* DATA EXTRACT

════════════════════

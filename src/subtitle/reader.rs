/*!
 * Reading generated ASS documents back.
 *
 * Used to check that a document carries one event per timeline entry and to
 * summarise what it contains:
 * - Dialogue events and their timing
 * - Style definitions with their font
 * - Play resolution
 * - Events that overlap in time
 */

use once_cell::sync::Lazy;
use regex::Regex;
use serde::Serialize;

use crate::errors::SubtitleError;
use crate::subtitle::commands::strip_overrides;
use crate::subtitle::timestamp::parse_timestamp;

/// Canvas assumed when a document has no `PlayResX`/`PlayResY`
pub const DEFAULT_PLAY_RESOLUTION: (u32, u32) = (1080, 1920);

static PLAY_RES_X_REGEX: Lazy<Regex> = Lazy::new(|| Regex::new(r"(?m)^PlayResX:\s*(\d+)").unwrap());
static PLAY_RES_Y_REGEX: Lazy<Regex> = Lazy::new(|| Regex::new(r"(?m)^PlayResY:\s*(\d+)").unwrap());
static STYLE_REGEX: Lazy<Regex> = Lazy::new(|| Regex::new(r"(?m)^Style:\s*([^,]+),([^,]+),(\d+),").unwrap());

/// One parsed `Dialogue:` line
#[derive(Debug, Clone, PartialEq, Serialize)]
pub struct DialogueEvent {
    pub layer: u32,
    pub start_ms: u64,
    pub end_ms: u64,
    pub style: String,
    /// Text field including override blocks
    pub text: String,
}

impl DialogueEvent {
    /// Text as displayed, without override blocks
    pub fn visible_text(&self) -> String {
        strip_overrides(&self.text)
    }

    pub fn duration_ms(&self) -> u64 {
        self.end_ms.saturating_sub(self.start_ms)
    }
}

/// Style definition found in a document
#[derive(Debug, Clone, PartialEq, Serialize)]
pub struct StyleInfo {
    pub name: String,
    pub font_name: String,
    pub font_size: u32,
}

/// Summary of an ASS document
#[derive(Debug, Clone, PartialEq, Serialize)]
pub struct DocumentStats {
    /// Number of `Dialogue:` events
    pub event_count: usize,
    /// Number of `Style:` definitions
    pub style_count: usize,
    pub styles: Vec<StyleInfo>,
    pub play_resolution: (u32, u32),
    /// Event pairs that are on screen at the same time
    pub overlap_count: usize,
    /// Longest visible text, in characters
    pub max_visible_len: usize,
    /// Mean visible text length, in characters
    pub avg_visible_len: f64,
    /// Latest event end
    pub last_end_ms: u64,
}

/// Parse a single `Dialogue:` line
pub fn parse_dialogue(line: &str) -> Result<DialogueEvent, SubtitleError> {
    let body = line
        .trim_end_matches(['\r', '\n'])
        .strip_prefix("Dialogue:")
        .ok_or_else(|| SubtitleError::MalformedDialogue(line.to_string()))?;

    // The text field may itself contain commas
    let fields: Vec<&str> = body.trim_start().splitn(10, ',').collect();
    if fields.len() != 10 {
        return Err(SubtitleError::MalformedDialogue(line.to_string()));
    }

    let layer = fields[0]
        .trim()
        .parse::<u32>()
        .map_err(|_| SubtitleError::MalformedDialogue(line.to_string()))?;
    let start_ms = parse_timestamp(fields[1])?;
    let end_ms = parse_timestamp(fields[2])?;

    Ok(DialogueEvent {
        layer,
        start_ms,
        end_ms,
        style: fields[3].trim().to_string(),
        text: fields[9].to_string(),
    })
}

/// Parse every `Dialogue:` line of a document
pub fn parse_dialogues(document: &str) -> Result<Vec<DialogueEvent>, SubtitleError> {
    document
        .lines()
        .filter(|line| line.starts_with("Dialogue:"))
        .map(parse_dialogue)
        .collect()
}

/// Count `Dialogue:` lines without parsing them
pub fn count_dialogue_lines(document: &str) -> usize {
    document
        .lines()
        .filter(|line| line.starts_with("Dialogue:"))
        .count()
}

/// Summarise a document
pub fn inspect(document: &str) -> Result<DocumentStats, SubtitleError> {
    let events = parse_dialogues(document)?;

    let styles: Vec<StyleInfo> = STYLE_REGEX
        .captures_iter(document)
        .map(|caps| StyleInfo {
            name: caps[1].trim().to_string(),
            font_name: caps[2].trim().to_string(),
            font_size: caps[3].parse().unwrap_or(0),
        })
        .collect();

    let play_resolution = match (capture_u32(&PLAY_RES_X_REGEX, document), capture_u32(&PLAY_RES_Y_REGEX, document)) {
        (Some(x), Some(y)) => (x, y),
        _ => DEFAULT_PLAY_RESOLUTION,
    };

    let lengths: Vec<usize> = events.iter().map(|e| e.visible_text().chars().count()).collect();
    let max_visible_len = lengths.iter().copied().max().unwrap_or(0);
    let avg_visible_len = if lengths.is_empty() {
        0.0
    } else {
        lengths.iter().sum::<usize>() as f64 / lengths.len() as f64
    };

    let mut by_start: Vec<&DialogueEvent> = events.iter().collect();
    by_start.sort_by_key(|e| e.start_ms);
    let overlap_count = by_start
        .windows(2)
        .filter(|pair| pair[0].end_ms > pair[1].start_ms)
        .count();

    Ok(DocumentStats {
        event_count: events.len(),
        style_count: styles.len(),
        styles,
        play_resolution,
        overlap_count,
        max_visible_len,
        avg_visible_len,
        last_end_ms: events.iter().map(|e| e.end_ms).max().unwrap_or(0),
    })
}

fn capture_u32(regex: &Regex, document: &str) -> Option<u32> {
    regex
        .captures(document)
        .and_then(|caps| caps.get(1))
        .and_then(|m| m.as_str().parse().ok())
}
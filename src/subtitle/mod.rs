/*!
 * ASS subtitle output.
 *
 * - `timestamp`: `H:MM:SS.CC` formatting and parsing
 * - `commands`: per-style override tags
 * - `ass`: the document writer
 * - `reader`: re-parsing and inspecting generated documents
 */

pub mod ass;
pub mod commands;
pub mod reader;
pub mod timestamp;

// Re-export main types
pub use ass::{serialize, AssOptions, AssSerializer};
pub use commands::Canvas;
pub use reader::{count_dialogue_lines, inspect, parse_dialogue, DialogueEvent, DocumentStats};
pub use timestamp::{format_timestamp, parse_timestamp};
/*!
 * Text unit model.
 *
 * - `model`: document → paragraph → line → character, plus flattening into
 *   `TextUnit`s at line, word or character granularity
 */

pub mod model;

pub use model::{Document, Granularity, Line, Paragraph, TextUnit};
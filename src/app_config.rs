use anyhow::{Context, Result};
use serde::{Deserialize, Serialize};
use std::path::Path;

use crate::errors::AppError;
use crate::styles::AnimationStyle;
use crate::subtitle::AssOptions;
use crate::timing::DurationConfig;

/// Application configuration module
/// This module handles the application configuration including loading,
/// validating and saving configuration settings.
/// Represents the application configuration
#[derive(Debug, Serialize, Deserialize, Clone, PartialEq)]
pub struct Config {
    /// Animation style (or bare strategy name)
    #[serde(default = "default_style")]
    pub style: String,

    /// Document title; the input file stem when empty
    #[serde(default)]
    pub title: String,

    /// Duration overrides layered over the style preset
    #[serde(default)]
    pub timing: DurationConfig,

    /// Subtitle output settings
    #[serde(default)]
    pub output: AssOutputConfig,

    /// Playback settings
    #[serde(default)]
    pub playback: PlaybackConfig,

    /// Log level
    #[serde(default)]
    pub log_level: LogLevel,
}

/// Configuration for the generated ASS document
#[derive(Debug, Serialize, Deserialize, Clone, PartialEq)]
pub struct AssOutputConfig {
    // @field: Style font
    #[serde(default = "default_font_name")]
    pub font_name: String,

    // @field: Style font size
    #[serde(default = "default_font_size")]
    pub font_size: u32,

    // @field: Canvas width
    #[serde(default = "default_play_res_x")]
    pub play_res_x: u32,

    // @field: Canvas height
    #[serde(default = "default_play_res_y")]
    pub play_res_y: u32,

    // @field: Write PlayResX/PlayResY into the header
    #[serde(default)]
    pub include_play_resolution: bool,

    // @field: Write `<stem>.timeline.json` next to the document
    #[serde(default = "default_true")]
    pub write_timeline_json: bool,
}

impl Default for AssOutputConfig {
    fn default() -> Self {
        Self {
            font_name: default_font_name(),
            font_size: default_font_size(),
            play_res_x: default_play_res_x(),
            play_res_y: default_play_res_y(),
            include_play_resolution: false,
            write_timeline_json: true,
        }
    }
}

impl AssOutputConfig {
    /// Serializer options for a document titled `title`
    pub fn ass_options(&self, title: &str) -> AssOptions {
        let mut options = AssOptions {
            title: title.to_string(),
            font_name: self.font_name.clone(),
            font_size: self.font_size,
            ..Default::default()
        };
        if self.include_play_resolution {
            options.play_resolution = Some((self.play_res_x, self.play_res_y));
        }
        options
    }
}

/// Configuration for real-time playback
#[derive(Debug, Serialize, Deserialize, Clone, PartialEq)]
pub struct PlaybackConfig {
    /// Scheduler frame rate
    #[serde(default = "default_frames_per_second")]
    pub frames_per_second: u32,
}

impl Default for PlaybackConfig {
    fn default() -> Self {
        Self {
            frames_per_second: default_frames_per_second(),
        }
    }
}

impl PlaybackConfig {
    /// Time between two frames
    pub fn frame_interval(&self) -> std::time::Duration {
        std::time::Duration::from_micros(1_000_000 / u64::from(self.frames_per_second.max(1)))
    }
}

/// Log verbosity level
#[derive(Debug, Serialize, Deserialize, Clone, Copy, PartialEq, Default)]
#[serde(rename_all = "lowercase")]
pub enum LogLevel {
    Error,
    Warn,
    #[default]
    Info,
    Debug,
    Trace,
}

impl From<LogLevel> for log::LevelFilter {
    fn from(level: LogLevel) -> Self {
        match level {
            LogLevel::Error => log::LevelFilter::Error,
            LogLevel::Warn => log::LevelFilter::Warn,
            LogLevel::Info => log::LevelFilter::Info,
            LogLevel::Debug => log::LevelFilter::Debug,
            LogLevel::Trace => log::LevelFilter::Trace,
        }
    }
}

fn default_style() -> String {
    AnimationStyle::default().name().to_string()
}

fn default_font_name() -> String {
    "Arial".to_string()
}

fn default_font_size() -> u32 {
    64
}

fn default_play_res_x() -> u32 {
    1080
}

fn default_play_res_y() -> u32 {
    1920
}

fn default_frames_per_second() -> u32 {
    60
}

fn default_true() -> bool {
    true
}

impl Config {
    /// Load configuration from a JSON file
    pub fn from_file<P: AsRef<Path>>(path: P) -> Result<Self, AppError> {
        let content = std::fs::read_to_string(path)?;
        Ok(serde_json::from_str(&content)?)
    }

    /// Load configuration, writing the defaults first when the file does not exist
    pub fn load_or_create<P: AsRef<Path>>(path: P) -> Result<Self> {
        let path = path.as_ref();
        if path.exists() {
            return Self::from_file(path)
                .with_context(|| format!("Failed to load config file: {}", path.display()));
        }

        log::warn!("Config file not found at '{}', creating default config.", path.display());
        let config = Config::default();
        config.save(path)?;
        Ok(config)
    }

    /// Write configuration as pretty JSON
    pub fn save<P: AsRef<Path>>(&self, path: P) -> Result<()> {
        let path = path.as_ref();
        let json = serde_json::to_string_pretty(self)
            .context("Failed to serialize config to JSON")?;
        std::fs::write(path, json)
            .with_context(|| format!("Failed to write config file: {}", path.display()))
    }

    /// Resolved animation style
    pub fn animation_style(&self) -> Result<AnimationStyle> {
        Ok(AnimationStyle::resolve(&self.style)?)
    }

    /// Validate the configuration
    pub fn validate(&self) -> Result<(), AppError> {
        AnimationStyle::resolve(&self.style)?;
        self.timing.validate()?;

        if self.output.font_size == 0 {
            return Err(AppError::Config("Font size must be greater than zero".to_string()));
        }
        if self.output.font_name.trim().is_empty() {
            return Err(AppError::Config("Font name must not be empty".to_string()));
        }
        if self.output.play_res_x == 0 || self.output.play_res_y == 0 {
            return Err(AppError::Config(format!(
                "Play resolution must be non-zero, got {}x{}",
                self.output.play_res_x, self.output.play_res_y
            )));
        }
        if self.playback.frames_per_second == 0 || self.playback.frames_per_second > 1000 {
            return Err(AppError::Config(format!(
                "Frames per second must be between 1 and 1000, got {}",
                self.playback.frames_per_second
            )));
        }

        Ok(())
    }
}

impl Default for Config {
    fn default() -> Self {
        Self {
            style: default_style(),
            title: String::new(),
            timing: DurationConfig::default(),
            output: AssOutputConfig::default(),
            playback: PlaybackConfig::default(),
            log_level: LogLevel::default(),
        }
    }
}
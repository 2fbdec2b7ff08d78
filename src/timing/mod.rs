/*!
 * Animation timing engine.
 *
 * - `config`: duration knobs, presets and hard defaults
 * - `entry`: per-unit timing records and sub-phases
 * - `strategy`: the per-style duration algorithms
 * - `timeline`: sequencing units into one ordered timeline
 */

pub mod config;
pub mod entry;
pub mod strategy;
pub mod timeline;

// Re-export main types
pub use config::DurationConfig;
pub use entry::{SubPhase, TimingEntry};
pub use strategy::DurationStrategy;
pub use timeline::Timeline;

════════════════════

Reproduce each line in the listing above that mentions the string "PlayResX".

* YOUR SOLUTION
/// Canvas assumed when a document has no `PlayResX`/`PlayResY`
static PLAY_RES_X_REGEX: Lazy<Regex> = Lazy::new(|| Regex::new(r"(?m)^PlayResX:\s*(\d+)").unwrap());
    // @field: Write PlayResX/PlayResY into the header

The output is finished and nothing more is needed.